(Beginning of Data excerpts)

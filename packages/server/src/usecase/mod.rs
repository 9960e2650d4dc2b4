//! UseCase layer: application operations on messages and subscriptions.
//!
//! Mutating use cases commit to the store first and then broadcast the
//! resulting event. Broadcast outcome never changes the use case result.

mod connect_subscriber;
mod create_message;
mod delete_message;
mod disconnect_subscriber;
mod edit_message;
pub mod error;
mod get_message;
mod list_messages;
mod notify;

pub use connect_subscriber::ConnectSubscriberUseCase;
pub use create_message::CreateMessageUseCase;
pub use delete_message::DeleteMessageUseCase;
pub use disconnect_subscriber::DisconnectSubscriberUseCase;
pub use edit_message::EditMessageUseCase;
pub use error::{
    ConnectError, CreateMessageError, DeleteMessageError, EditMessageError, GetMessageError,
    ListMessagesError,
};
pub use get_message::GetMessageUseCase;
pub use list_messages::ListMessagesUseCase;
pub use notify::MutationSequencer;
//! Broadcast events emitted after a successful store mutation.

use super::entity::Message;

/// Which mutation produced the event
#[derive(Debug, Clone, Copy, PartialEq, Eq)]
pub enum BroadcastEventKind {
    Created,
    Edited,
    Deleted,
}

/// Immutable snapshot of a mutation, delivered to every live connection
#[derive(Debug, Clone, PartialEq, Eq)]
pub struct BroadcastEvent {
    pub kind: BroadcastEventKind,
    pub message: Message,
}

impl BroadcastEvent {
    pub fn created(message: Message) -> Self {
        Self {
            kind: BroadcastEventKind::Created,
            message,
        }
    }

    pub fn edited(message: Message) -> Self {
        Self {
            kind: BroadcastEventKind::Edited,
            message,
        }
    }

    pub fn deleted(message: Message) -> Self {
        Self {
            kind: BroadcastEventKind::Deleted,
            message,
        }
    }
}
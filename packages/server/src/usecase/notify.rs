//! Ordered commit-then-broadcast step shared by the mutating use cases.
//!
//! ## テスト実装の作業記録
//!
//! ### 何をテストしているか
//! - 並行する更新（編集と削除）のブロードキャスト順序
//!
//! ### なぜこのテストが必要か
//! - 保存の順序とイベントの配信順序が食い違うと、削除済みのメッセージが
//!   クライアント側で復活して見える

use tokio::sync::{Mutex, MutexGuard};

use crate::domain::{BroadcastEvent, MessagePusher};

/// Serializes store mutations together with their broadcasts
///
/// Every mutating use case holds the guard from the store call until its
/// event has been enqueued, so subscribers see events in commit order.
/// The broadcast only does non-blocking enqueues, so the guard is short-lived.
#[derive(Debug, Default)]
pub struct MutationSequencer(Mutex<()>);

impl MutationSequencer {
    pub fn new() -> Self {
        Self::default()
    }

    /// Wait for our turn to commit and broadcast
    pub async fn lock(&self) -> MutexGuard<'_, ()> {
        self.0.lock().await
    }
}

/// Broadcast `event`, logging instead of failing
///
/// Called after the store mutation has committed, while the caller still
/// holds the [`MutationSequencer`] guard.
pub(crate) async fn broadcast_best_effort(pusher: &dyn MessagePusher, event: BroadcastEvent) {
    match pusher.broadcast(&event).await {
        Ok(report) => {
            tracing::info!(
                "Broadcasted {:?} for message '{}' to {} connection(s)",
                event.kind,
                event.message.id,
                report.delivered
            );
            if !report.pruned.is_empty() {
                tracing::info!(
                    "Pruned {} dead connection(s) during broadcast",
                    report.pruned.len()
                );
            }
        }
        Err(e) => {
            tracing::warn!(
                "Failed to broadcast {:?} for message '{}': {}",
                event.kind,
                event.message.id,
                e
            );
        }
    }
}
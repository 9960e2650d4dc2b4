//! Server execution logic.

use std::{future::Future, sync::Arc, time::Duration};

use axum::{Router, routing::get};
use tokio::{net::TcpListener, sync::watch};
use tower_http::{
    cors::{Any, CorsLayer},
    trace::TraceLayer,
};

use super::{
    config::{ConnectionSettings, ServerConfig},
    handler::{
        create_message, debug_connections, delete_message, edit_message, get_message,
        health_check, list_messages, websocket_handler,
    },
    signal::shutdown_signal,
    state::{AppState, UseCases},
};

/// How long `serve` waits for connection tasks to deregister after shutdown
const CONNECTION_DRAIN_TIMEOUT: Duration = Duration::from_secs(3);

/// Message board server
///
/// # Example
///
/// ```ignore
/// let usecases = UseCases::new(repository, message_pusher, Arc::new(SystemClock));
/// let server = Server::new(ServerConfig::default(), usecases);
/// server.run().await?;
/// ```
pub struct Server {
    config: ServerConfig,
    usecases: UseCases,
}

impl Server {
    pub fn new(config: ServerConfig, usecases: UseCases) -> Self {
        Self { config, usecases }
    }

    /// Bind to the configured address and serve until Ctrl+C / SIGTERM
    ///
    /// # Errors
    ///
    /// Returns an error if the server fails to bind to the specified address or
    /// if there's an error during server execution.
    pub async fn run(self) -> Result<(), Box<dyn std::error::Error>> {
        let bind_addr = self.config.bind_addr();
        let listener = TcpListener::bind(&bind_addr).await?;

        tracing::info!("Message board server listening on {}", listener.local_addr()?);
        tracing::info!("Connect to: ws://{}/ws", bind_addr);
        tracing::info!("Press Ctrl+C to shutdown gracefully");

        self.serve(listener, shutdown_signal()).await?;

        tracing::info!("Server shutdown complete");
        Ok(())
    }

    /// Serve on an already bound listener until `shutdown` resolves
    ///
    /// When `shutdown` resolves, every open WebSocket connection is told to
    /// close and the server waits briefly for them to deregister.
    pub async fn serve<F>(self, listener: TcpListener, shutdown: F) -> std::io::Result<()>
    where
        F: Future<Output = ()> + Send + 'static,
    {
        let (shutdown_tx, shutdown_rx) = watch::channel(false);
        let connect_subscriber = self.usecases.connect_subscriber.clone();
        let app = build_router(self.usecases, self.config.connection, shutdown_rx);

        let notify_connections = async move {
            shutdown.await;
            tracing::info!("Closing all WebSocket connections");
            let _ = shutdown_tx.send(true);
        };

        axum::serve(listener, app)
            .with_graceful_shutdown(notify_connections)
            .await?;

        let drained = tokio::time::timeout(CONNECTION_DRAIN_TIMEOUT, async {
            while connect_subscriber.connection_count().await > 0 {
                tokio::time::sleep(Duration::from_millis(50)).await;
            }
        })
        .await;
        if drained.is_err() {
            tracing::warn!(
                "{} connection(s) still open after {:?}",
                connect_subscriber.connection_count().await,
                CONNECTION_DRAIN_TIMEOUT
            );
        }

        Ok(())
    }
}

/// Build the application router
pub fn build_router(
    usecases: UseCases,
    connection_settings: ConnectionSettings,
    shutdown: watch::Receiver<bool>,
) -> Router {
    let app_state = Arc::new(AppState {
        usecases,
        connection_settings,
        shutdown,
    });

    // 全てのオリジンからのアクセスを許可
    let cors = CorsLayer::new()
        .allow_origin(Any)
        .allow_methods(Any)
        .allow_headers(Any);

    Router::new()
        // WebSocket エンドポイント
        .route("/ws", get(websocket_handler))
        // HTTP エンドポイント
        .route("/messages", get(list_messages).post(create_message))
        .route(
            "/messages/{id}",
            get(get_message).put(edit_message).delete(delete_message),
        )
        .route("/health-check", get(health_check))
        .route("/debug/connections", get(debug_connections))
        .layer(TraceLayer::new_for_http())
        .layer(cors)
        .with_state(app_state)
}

(End of Data excerpts)

§ **Assignment**:
Extract from the records above the lines from the one containing "pub(crate) async fn" to the one containing "specified address or", both lines included, exactly as they appear and with nothing else.

§ **Task output**:
pub(crate) async fn broadcast_best_effort(pusher: &dyn MessagePusher, event: BroadcastEvent) {
    match pusher.broadcast(&event).await {
        Ok(report) => {
            tracing::info!(
                "Broadcasted {:?} for message '{}' to {} connection(s)",
                event.kind,
                event.message.id,
                report.delivered
            );
            if !report.pruned.is_empty() {
                tracing::info!(
                    "Pruned {} dead connection(s) during broadcast",
                    report.pruned.len()
                );
            }
        }
        Err(e) => {
            tracing::warn!(
                "Failed to broadcast {:?} for message '{}': {}",
                event.kind,
                event.message.id,
                e
            );
        }
    }
}
repository 9960e2650d4dc2b4
//! Server execution logic.

use std::{future::Future, sync::Arc, time::Duration};

use axum::{Router, routing::get};
use tokio::{net::TcpListener, sync::watch};
use tower_http::{
    cors::{Any, CorsLayer},
    trace::TraceLayer,
};

use super::{
    config::{ConnectionSettings, ServerConfig},
    handler::{
        create_message, debug_connections, delete_message, edit_message, get_message,
        health_check, list_messages, websocket_handler,
    },
    signal::shutdown_signal,
    state::{AppState, UseCases},
};

/// How long `serve` waits for connection tasks to deregister after shutdown
const CONNECTION_DRAIN_TIMEOUT: Duration = Duration::from_secs(3);

/// Message board server
///
/// # Example
///
/// ```ignore
/// let usecases = UseCases::new(repository, message_pusher, Arc::new(SystemClock));
/// let server = Server::new(ServerConfig::default(), usecases);
/// server.run().await?;
/// ```
pub struct Server {
    config: ServerConfig,
    usecases: UseCases,
}

impl Server {
    pub fn new(config: ServerConfig, usecases: UseCases) -> Self {
        Self { config, usecases }
    }

    /// Bind to the configured address and serve until Ctrl+C / SIGTERM
    ///
    /// # Errors
    ///
    /// Returns an error if the server fails to bind to the specified address or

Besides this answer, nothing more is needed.